- What the task requires
Look for "format" in each line of the records, and copy the lines that have it.

Data extracted from a collection:
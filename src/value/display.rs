use std::borrow::Cow;
use std::rc::Rc;

use super::Value;

/// Best-effort text for byte strings embedded in messages.
pub(crate) fn lossy(bytes: &[u8]) -> Cow<'_, str> {
    String::from_utf8_lossy(bytes)
}

impl Value {
    /// Renders the value as bytes. At the top level strings appear raw;
    /// nested inside a list or map they are quoted so the structure stays
    /// readable.
    pub(crate) fn to_bytes(&self, toplevel: bool, out: &mut Vec<u8>) {
        match self {
            Value::Null => out.extend_from_slice(b"null"),
            Value::Int(i) => out.extend_from_slice(i.to_string().as_bytes()),
            Value::Float(f) => out.extend_from_slice(format!("{:.6}", f).as_bytes()),
            Value::Str(s) => {
                if !toplevel {
                    out.push(b'"');
                }
                out.extend_from_slice(&s.borrow());
                if !toplevel {
                    out.push(b'"');
                }
            }
            Value::List(items) => {
                out.extend_from_slice(b"[list");
                for item in items.borrow().iter() {
                    out.push(b' ');
                    item.to_bytes(false, out);
                }
                out.push(b']');
            }
            Value::Map(table) => {
                out.extend_from_slice(b"[map");
                for (key, item) in table.borrow().iter() {
                    out.push(b' ');
                    out.extend_from_slice(key);
                    out.push(b' ');
                    item.to_bytes(false, out);
                }
                out.push(b']');
            }
            Value::Native(cmd) => {
                out.extend_from_slice(
                    format!("<externcmd @ {:p}>", Rc::as_ptr(cmd)).as_bytes(),
                );
            }
            Value::Cmd(cmd) => {
                out.extend_from_slice(b"[cmd");
                for param in &cmd.params {
                    out.push(b' ');
                    out.push(b'$');
                    out.extend_from_slice(param);
                }
                out.extend_from_slice(b" ...]");
            }
        }
    }

    /// The `string` conversion: top-level rendering as a new string value.
    pub fn to_value_string(&self) -> Value {
        match self {
            Value::Str(_) => self.clone(),
            _ => {
                let mut out = Vec::new();
                self.to_bytes(true, &mut out);
                Value::new_str(out)
            }
        }
    }

    /// Top-level rendering as host text, for errors, tests and the REPL.
    pub fn to_display_string(&self) -> String {
        let mut out = Vec::new();
        self.to_bytes(true, &mut out);
        String::from_utf8_lossy(&out).into_owned()
    }
}

#[cfg(test)]
mod tests {
    use super::super::MapTable;
    use super::*;

    #[test]
    fn scalars() {
        assert_eq!(Value::Null.to_display_string(), "null");
        assert_eq!(Value::Int(-7).to_display_string(), "-7");
        assert_eq!(Value::Float(1.5).to_display_string(), "1.500000");
    }

    #[test]
    fn strings_raw_at_top_level_quoted_nested() {
        let s = Value::new_str(b"hi".to_vec());
        assert_eq!(s.to_display_string(), "hi");
        let l = Value::new_list(vec![s, Value::Int(2)]);
        assert_eq!(l.to_display_string(), "[list \"hi\" 2]");
    }

    #[test]
    fn maps_render_pairs() {
        let mut t = MapTable::new(8, ());
        t.set(b"a", Value::Int(1));
        let m = Value::new_map(t);
        assert_eq!(m.to_display_string(), "[map a 1]");
    }

    #[test]
    fn commands_render_params() {
        let cmd = Value::Cmd(std::rc::Rc::new(super::super::CmdData {
            params: vec![b"x".to_vec(), b"y".to_vec()],
            body: crate::ast::Ast {
                kind: crate::ast::AstKind::Null,
                pos: crate::ast::Pos {
                    file: Rc::from("<test>"),
                    line: 0,
                    col: 0,
                },
            },
            receiver: std::cell::RefCell::new(None),
        }));
        assert_eq!(cmd.to_display_string(), "[cmd $x $y ...]");
    }

    #[test]
    fn string_conversion_returns_string_value() {
        let v = Value::Int(42).to_value_string();
        assert!(matches!(&v, Value::Str(s) if *s.borrow() == b"42".to_vec()));
    }
}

- Expected answer
            Value::Float(f) => out.extend_from_slice(format!("{:.6}", f).as_bytes()),
                    format!("<externcmd @ {:p}>", Rc::as_ptr(cmd)).as_bytes(),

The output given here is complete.